This Grand Rapids Spot Serves Hearty Comfort Food on a Sandy Patio

Food & Drink Travel
By Catherine Hollis

Walk into The Score Restaurant & Sports Bar in Grand Rapids, and the first thing you notice isn’t just the TVs or the music – it’s the smell of slow-smoked meat drifting through the air. Step outside onto the sandy patio, and suddenly it feels less like a sports bar and more like a lakeside summer hangout.

Plates come out loaded, no fuss and no tiny portions in sight. If you’re craving classic comfort food served in generous heaps, this Northland Drive favorite delivers exactly what you hope it will.
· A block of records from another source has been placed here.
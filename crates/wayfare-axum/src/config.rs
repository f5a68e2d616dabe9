//! Server configuration from the environment.

const DEFAULT_BIND: &str = "127.0.0.1:10020";

#[derive(Debug, Clone)]
pub struct ServerConfig {
    /// Socket address to bind, `WAYFARE_BIND`.
    pub bind: String,
    /// Externally visible base URL used in the agent card,
    /// `WAYFARE_BASE_URL`. Defaults to `http://{bind}`.
    pub base_url: String,
}

impl ServerConfig {
    pub fn from_env() -> Self {
        let bind = std::env::var("WAYFARE_BIND").unwrap_or_else(|_| DEFAULT_BIND.to_string());
        let base_url =
            std::env::var("WAYFARE_BASE_URL").unwrap_or_else(|_| format!("http://{bind}"));
        Self { bind, base_url }
    }
}

impl Default for ServerConfig {
    fn default() -> Self {
        Self {
            bind: DEFAULT_BIND.to_string(),
            base_url: format!("http://{DEFAULT_BIND}"),
        }
    }
}
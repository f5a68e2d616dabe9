use serde_json::{Value, json};
use std::sync::Arc;
use wayfare_a2a::classifier::{MESSAGE_PHASE_TEXT, TOOL_PHASE_TEXT};
use wayfare_a2a::types::{TaskState, TaskStatusUpdateEvent};
use wayfare_a2a::{AgentChunk, DispatchOutcome, Dispatcher, ScriptedAgent, encoder};

fn subscribe_request(text: &str) -> Value {
    json!({
        "jsonrpc": "2.0",
        "method": "message/sendSubscribe",
        "params": {
            "message": {
                "role": "user",
                "parts": [{ "kind": "text", "text": text }],
                "messageId": "msg-stream-1"
            },
            "sessionId": "session-42"
        },
        "id": "req-stream-1"
    })
}

fn completed_script() -> Vec<AgentChunk> {
    vec![
        AgentChunk::ToolSignal,
        AgentChunk::ToolSignal,
        AgentChunk::Text(r#"{"status":"completed","#.into()),
        AgentChunk::Text(r#""message":"Your itinerary is ready."}"#.into()),
        AgentChunk::ToolSignal,
    ]
}

async fn run_stream(agent: ScriptedAgent, request: Value) -> Vec<TaskStatusUpdateEvent> {
    let dispatcher = Dispatcher::new(Arc::new(agent));
    let DispatchOutcome::Stream { mut events } = dispatcher.dispatch(request).await else {
        panic!("expected stream outcome");
    };
    let mut collected = Vec::new();
    while let Some(event) = events.recv().await {
        collected.push(event);
    }
    collected
}

fn status_text(event: &TaskStatusUpdateEvent) -> &str {
    event
        .status
        .message
        .as_ref()
        .and_then(|m| m.first_text())
        .unwrap()
}

#[tokio::test]
async fn streamed_call_announces_phases_then_completes() {
    let agent = ScriptedAgent::new("unused", completed_script());
    let events = run_stream(agent, subscribe_request("Plan Tokyo with exchange rates")).await;

    assert_eq!(events.len(), 3);
    assert_eq!(events[0].status.state, TaskState::Working);
    assert_eq!(status_text(&events[0]), TOOL_PHASE_TEXT);
    assert_eq!(events[1].status.state, TaskState::Working);
    assert_eq!(status_text(&events[1]), MESSAGE_PHASE_TEXT);

    let terminal = &events[2];
    assert!(terminal.is_final);
    assert_eq!(terminal.status.state, TaskState::Completed);
    assert_eq!(status_text(terminal), "Your itinerary is ready.");
    assert_eq!(terminal.task_id.as_str(), "msg-stream-1");
    assert_eq!(
        terminal.context_id.as_ref().map(|c| c.as_str()),
        Some("session-42")
    );

    assert_eq!(events.iter().filter(|e| e.is_final).count(), 1);
}

#[tokio::test]
async fn free_text_answer_is_classified_as_failure() {
    let agent = ScriptedAgent::new(
        "unused",
        vec![AgentChunk::Text("sure, here is a plan...".into())],
    );
    let events = run_stream(agent, subscribe_request("anything")).await;

    let terminal = events.last().unwrap();
    assert!(terminal.is_final);
    assert_eq!(terminal.status.state, TaskState::Failed);
}

#[tokio::test]
async fn empty_agent_stream_is_classified_as_failure() {
    let agent = ScriptedAgent::new("unused", Vec::new());
    let events = run_stream(agent, subscribe_request("anything")).await;

    assert_eq!(events.len(), 1);
    assert!(events[0].is_final);
    assert_eq!(events[0].status.state, TaskState::Failed);
}

#[tokio::test]
async fn events_survive_sse_framing() {
    let agent = ScriptedAgent::new("unused", completed_script());
    let events = run_stream(agent, subscribe_request("frame me")).await;

    for event in &events {
        let frame = encoder::encode_frame(event).unwrap();
        let decoded = encoder::decode_frame(&frame).unwrap();
        assert_eq!(decoded.task_id, event.task_id);
        assert_eq!(decoded.status.state, event.status.state);
        assert_eq!(decoded.is_final, event.is_final);
    }
}

#[tokio::test]
async fn synchronous_send_returns_completed_task() {
    let agent = ScriptedAgent::new("Lisbon in June: three-day plan.", Vec::new());
    let dispatcher = Dispatcher::new(Arc::new(agent));
    let outcome = dispatcher
        .dispatch(json!({
            "jsonrpc": "2.0",
            "method": "message/send",
            "params": {
                "message": {
                    "role": "user",
                    "parts": [{ "kind": "text", "text": "Plan Lisbon" }],
                    "messageId": "msg-sync-1"
                },
                "sessionId": "session-7"
            },
            "id": 7
        }))
        .await;

    let DispatchOutcome::Response(body) = outcome else {
        panic!("expected synchronous response");
    };
    assert_eq!(body["id"], 7);
    assert_eq!(body["result"]["task"]["status"]["state"], "completed");
    assert_eq!(
        body["result"]["task"]["status"]["message"]["parts"][0]["text"],
        "Lisbon in June: three-day plan."
    );
    assert_eq!(body["result"]["task"]["history"][0]["role"], "user");
}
A Pulled Pork Plate That Doesn’t Hold Back

© The Score Restaurant & Sports Bar

The tray lands with a solid thud – and you know immediately you won’t leave hungry.

A mound of tender pulled pork spills over a soft bun, smoky and sauced just enough to shine without drowning. Thick-cut fries crowd one side of the tray, golden and crisp at the edges.

There’s a scoop of creamy coleslaw for crunch, bright green steamed broccoli for balance, and even a toasted, buttery side that feels like a bonus. It’s the kind of plate built for appetite, not aesthetics.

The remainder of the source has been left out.